Re: [RFC] bpf: Rethinking BPF safety, BPF open-coded iterators, and possible improvements (runtime protection)

Juntong Deng <juntong.deng@xxxxxxxxxxx> · Fri, 14 Feb 2025 20:53:43 +0000

On 2025/2/8 02:40, Alexei Starovoitov wrote:
On Tue, Feb 4, 2025 at 4:40 PM Juntong Deng <juntong.deng@xxxxxxxxxxx> wrote:

On 2025/2/4 23:59, Alexei Starovoitov wrote:
On Tue, Feb 4, 2025 at 11:35 PM Juntong Deng <juntong.deng@xxxxxxxxxxx> wrote:

This discussion comes from the patch series open-coded BPF file
iterator, which was Nack-ed and thus ended [0].

Thanks for the feedback from Christian, Linus, and Al, all very helpful.

The problems encountered in this patch series may also be encountered in
other BPF open-coded iterators to be added in the future, or in other
BPF usage scenarios.

So maybe this is a good opportunity for us to discuss all of this and
rethink BPF safety, BPF open coded iterators, and possible improvements.

[0]:
https://lore.kernel.org/bpf/AM6PR03MB50801990BD93BFA2297A123599EC2@xxxxxxxxxxxxxxxxxxxxxxxxxxxxxxxxxxxxxxx/T/#t

What do we expect from BPF safety?
----------------------------------

Christian points out the important fact that BPF programs can hold
references for a long time and cause weird issues.

This is an inherent flaw in BPF. Since the addition of bpf_loop and
BPF open-code iterators, the myth that BPF is "absolutely" safe has
been broken.

The BPF verifier is a static verifier and has no way of knowing how
long a BPF program will actually run.

For example, the following BPF program can freeze your computer, but
can pass the BPF verifier smoothly.

SEC("raw_tp/sched_switch")
int BPF_PROG(on_switch)
{
          struct bpf_iter_num it;
          int *v;
          bpf_iter_num_new(&it, 0, 100000);
          while ((v = bpf_iter_num_next(&it))) {
                  struct bpf_iter_num it2;
                  bpf_iter_num_new(&it2, 0, 100000);
                  while ((v = bpf_iter_num_next(&it2))) {
                          bpf_printk("BPF Bomb\n");
                  }
                  bpf_iter_num_destroy(&it2);
          }
          bpf_iter_num_destroy(&it);
          return 0;
}

This BPF program runs a huge loop at each schedule.

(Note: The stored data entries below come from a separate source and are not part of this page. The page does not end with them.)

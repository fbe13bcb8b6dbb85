use std::sync::Arc;

use crate::config::AppConfig;
use crate::error::CliError;
use crate::executor::TaskExecutor;
use crate::service::TaskService;
use crate::store::TaskStore;

#[derive(Clone)]
pub struct Services {
    pub store: Arc<dyn TaskStore>,
}

#[async_trait::async_trait]
pub trait ServicesFactory: Send + Sync {
    async fn build_services(&self, cfg: &AppConfig) -> anyhow::Result<Services>;
}

#[derive(Clone)]
pub struct AppContext {
    cfg: AppConfig,
    services_factory: Option<Arc<dyn ServicesFactory>>,
}

impl AppContext {
    pub fn new(cfg: AppConfig, services_factory: Option<Arc<dyn ServicesFactory>>) -> Self {
        Self {
            cfg,
            services_factory,
        }
    }

    pub fn cfg(&self) -> &AppConfig {
        &self.cfg
    }

    pub fn with_config(&self, cfg: AppConfig) -> Self {
        Self {
            cfg,
            services_factory: self.services_factory.clone(),
        }
    }

    pub async fn build_services(&self) -> Result<Services, CliError> {
        let Some(factory) = self.services_factory.as_ref() else {
            return Err(CliError::Config(
                "services_factory missing (cannot build store)".into(),
            ));
        };
        factory.build_services(&self.cfg).await.map_err(CliError::Anyhow)
    }

    /// Wires the configured store and executor into a [`TaskService`].
    pub async fn build_task_service(&self) -> Result<TaskService, CliError> {
        let services = self.build_services().await?;
        Ok(TaskService::new(
            services.store,
            TaskExecutor::new(&self.cfg.executor),
        ))
    }
}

bpf_iter_num_new is a common iterator that we can use in almost any
context, including LSM, sched-ext, tracing, etc.

We can run large, long loops on any critical code path and freeze the
system, since the BPF verifier has no way of knowing how long the
iteration will run.

This is completely orthogonal to the issue that Christian explained.

Thanks for your reply!

Completely orthogonal? Sorry, I may have some misunderstandings.

...

program runs a huge loop at each schedule

You've discovered bpf iterators and said, rephrasing,
"loops can take a long time" and concluded with:
"This is an inherent flaw in BPF".

This kind of rhetoric is not helpful.
People that wanted to abuse bpf powers could have done it 10 years
ago without iterators, loops, etc.
One could create a hash map and populate it with collisions
and long per bucket link lists. Though we have random seed with enough
persistence hashtab becomes slow.
Then just do bpf_map_lookup_elem() from the prog.
This was a known issue that is gradually being fixed.

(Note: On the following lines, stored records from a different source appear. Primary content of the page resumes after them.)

use std::time::{Duration, Instant};

use chrono::Utc;
use tracing::{debug, info, warn};

use super::io_pump::{join_pump, pump_to_end};
use super::outcome::ExecutionOutcome;
use super::shell::build_command;
use crate::config::ExecutorConfig;
use crate::error::ExecutorError;
use crate::model::{ExecutionRecord, Task};
use crate::validator;

/// Runs task commands. Holds no per-execution state, so one instance is
/// shared by every request.
#[derive(Debug, Clone)]
pub struct TaskExecutor {
    timeout: Duration,
    shell: Option<String>,
}

impl Default for TaskExecutor {
    fn default() -> Self {
        Self::new(&ExecutorConfig::default())
    }
}

impl TaskExecutor {
    pub fn new(cfg: &ExecutorConfig) -> Self {
        Self {
            timeout: Duration::from_secs(cfg.timeout_secs),
            shell: cfg.shell.clone(),
        }
    }

    pub fn with_timeout(mut self, timeout: Duration) -> Self {
        self.timeout = timeout;
        self
    }

    pub fn with_shell(mut self, shell: impl Into<String>) -> Self {
        self.shell = Some(shell.into());
        self
    }

    pub fn timeout(&self) -> Duration {
        self.timeout
    }

    /// Runs `task.command` and returns the record to append to its history.
    ///
    /// The command is validated again here regardless of what was checked at
    /// save time. Spawn and pipe failures come back as `Ok` with the error in
    /// the record output; only rejection and timeout are `Err`.
    pub async fn execute(&self, task: &Task) -> Result<ExecutionRecord, ExecutorError> {
        if let Some(reason) = validator::unsafe_reason(task.command.as_str()) {
            warn!(task_id = %task.id, %reason, "refusing to execute unsafe command");
            return Err(ExecutorError::Rejected(reason));
        }

        let started = Instant::now();
        let start_time = Utc::now();
        let outcome = self.run(&task.command).await;
        let end_time = Utc::now();
        let duration_ms = started.elapsed().as_millis() as u64;

        match &outcome {
            ExecutionOutcome::Completed { exit_code, .. } => {
                info!(task_id = %task.id, exit_code, duration_ms, "task command finished");
            }
            ExecutionOutcome::StartupFailed(msg) => {
                warn!(task_id = %task.id, duration_ms, error = %msg, "task command failed to run");
            }
            ExecutionOutcome::TimedOut => {
                warn!(
                    task_id = %task.id,
                    timeout_secs = self.timeout.as_secs(),
                    "task command timed out and was killed"
                );
            }
        }

        match outcome.record_output() {
            Some(output) => Ok(ExecutionRecord::new(start_time, end_time, output)),
            None => Err(ExecutorError::Timeout {
                secs: self.timeout.as_secs(),
            }),
        }
    }

    async fn run(&self, command: &str) -> ExecutionOutcome {
        match self.spawn_and_collect(command).await {
            Ok(outcome) => outcome,
            Err(ExecutorError::Timeout { .. }) => ExecutionOutcome::TimedOut,
            Err(e) => ExecutionOutcome::StartupFailed(e.to_string()),
        }
    }

    async fn spawn_and_collect(&self, command: &str) -> Result<ExecutionOutcome, ExecutorError> {
        let (program, mut cmd) = build_command(self.shell.as_deref(), command);
        debug!(%program, %command, "spawning task command");

        let mut child = cmd
            .spawn()
            .map_err(|source| ExecutorError::Spawn { program, source })?;

        let stdout = child.stdout.take().ok_or_else(|| missing_pipe("stdout"))?;
        let stderr = child.stderr.take().ok_or_else(|| missing_pipe("stderr"))?;
        let stdout_task = pump_to_end(stdout, "stdout");
        let stderr_task = pump_to_end(stderr, "stderr");
        let stdout_abort = stdout_task.abort_handle();
        let stderr_abort = stderr_task.abort_handle();

        // Exit and both drains share one deadline: a grandchild that keeps a
        // pipe open must not extend the run past the timeout.
        let collected = tokio::time::timeout(self.timeout, async {
            let status = child.wait().await.map_err(ExecutorError::Wait)?;
            let (stdout, stderr) = futures::try_join!(
                join_pump(stdout_task, "stdout"),
                join_pump(stderr_task, "stderr")
            )?;
            Ok::<_, ExecutorError>((status, stdout, stderr))
        })
        .await;

        match collected {
            Ok(Ok((status, stdout, stderr))) => Ok(ExecutionOutcome::Completed {
                // no code means the child was killed by a signal
                exit_code: status.code().unwrap_or(-1),
                stdout: String::from_utf8_lossy(&stdout).into_owned(),
                stderr: String::from_utf8_lossy(&stderr).into_owned(),
            }),
            Ok(Err(e)) => {
                stdout_abort.abort();
                stderr_abort.abort();
                Err(e)
            }
            Err(_) => {
                stdout_abort.abort();
                stderr_abort.abort();
                if let Err(e) = child.kill().await {
                    warn!(error = %e, "failed to kill timed out child");
                }
                Err(ExecutorError::Timeout {
                    secs: self.timeout.as_secs(),
                })
            }
        }
    }
}

fn missing_pipe(stream: &'static str) -> ExecutorError {
    ExecutorError::StreamIo {
        stream,
        source: std::io::Error::new(std::io::ErrorKind::BrokenPipe, "pipe not captured"),
    }
}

Sorry for my inappropriate expression.

Actually I just wanted to give an example to show that the problem has
existed for a long time and exists in other iterators as well...

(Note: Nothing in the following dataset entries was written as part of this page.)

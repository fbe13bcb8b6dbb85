mod task;
pub mod time_format;

pub use task::{ExecutionRecord, Task, TaskCreateRequest};
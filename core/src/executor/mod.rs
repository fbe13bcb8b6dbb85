//! Runs a task's command through the platform shell under a hard deadline.
//!
//! ```text
//! Task
//!   ↓ validator::unsafe_reason()      → Rejected (hard, nothing spawned)
//! spawn `sh -c <command>`            → StartupFailed (soft record)
//!   ├─ pump stdout ─┐
//!   ├─ pump stderr ─┤  bounded together by the timeout
//!   └─ wait() ──────┘                 → TimedOut (hard, child killed)
//!   ↓
//! Completed { exit_code, stdout, stderr } → ExecutionRecord
//! ```

mod io_pump;
mod outcome;
mod shell;
mod task_executor;

pub use outcome::ExecutionOutcome;
pub use shell::platform_shell;
pub use task_executor::TaskExecutor;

Sorry for using "inherent flaw in BPF", I should try to help fix it.

Could you please share a link to the patch? I am curious how we can
fix this.

There is no "fix" for the iterator. There is no single patch either.
The issues were discussed over many _years_ in LPC and LSFMM.
Exception logic was a step to fixing it.
Now we will do "exceptions part 2" or will rip out exceptions completely
and go with "fast execute" approach.
When either approach works we can add a watchdog (and other mechanisms)
to cancel program execution.
Unlike user space there is no easy way to sigkill bpf prog.
We have to free up all resources cleanly.

I sent a proof-of-concept patch series [0] that implements low-overhead,
non-intrusive runtime acquire/release tracking.

By replacing the address of the CALL instruction during JIT, BPF runtime
hooks can be implemented.

I hope this patch series will help with the watchdog and resource
auto-release issues.

[0]: 
https://lore.kernel.org/bpf/AM6PR03MB5080513BFAEB54A93CC70D4399FE2@xxxxxxxxxxxxxxxxxxxxxxxxxxxxxxxxxxxxxxx/T/#u

Yes, I am willing to help, so I included a "Possible improvements"
section.

With rants like "inherent flaw in BPF" it's hard to take
your offer of help seriously.

I am also working on another patch about filters that we discussed
earlier, although it still needs some time.

Pls focus on landing that first.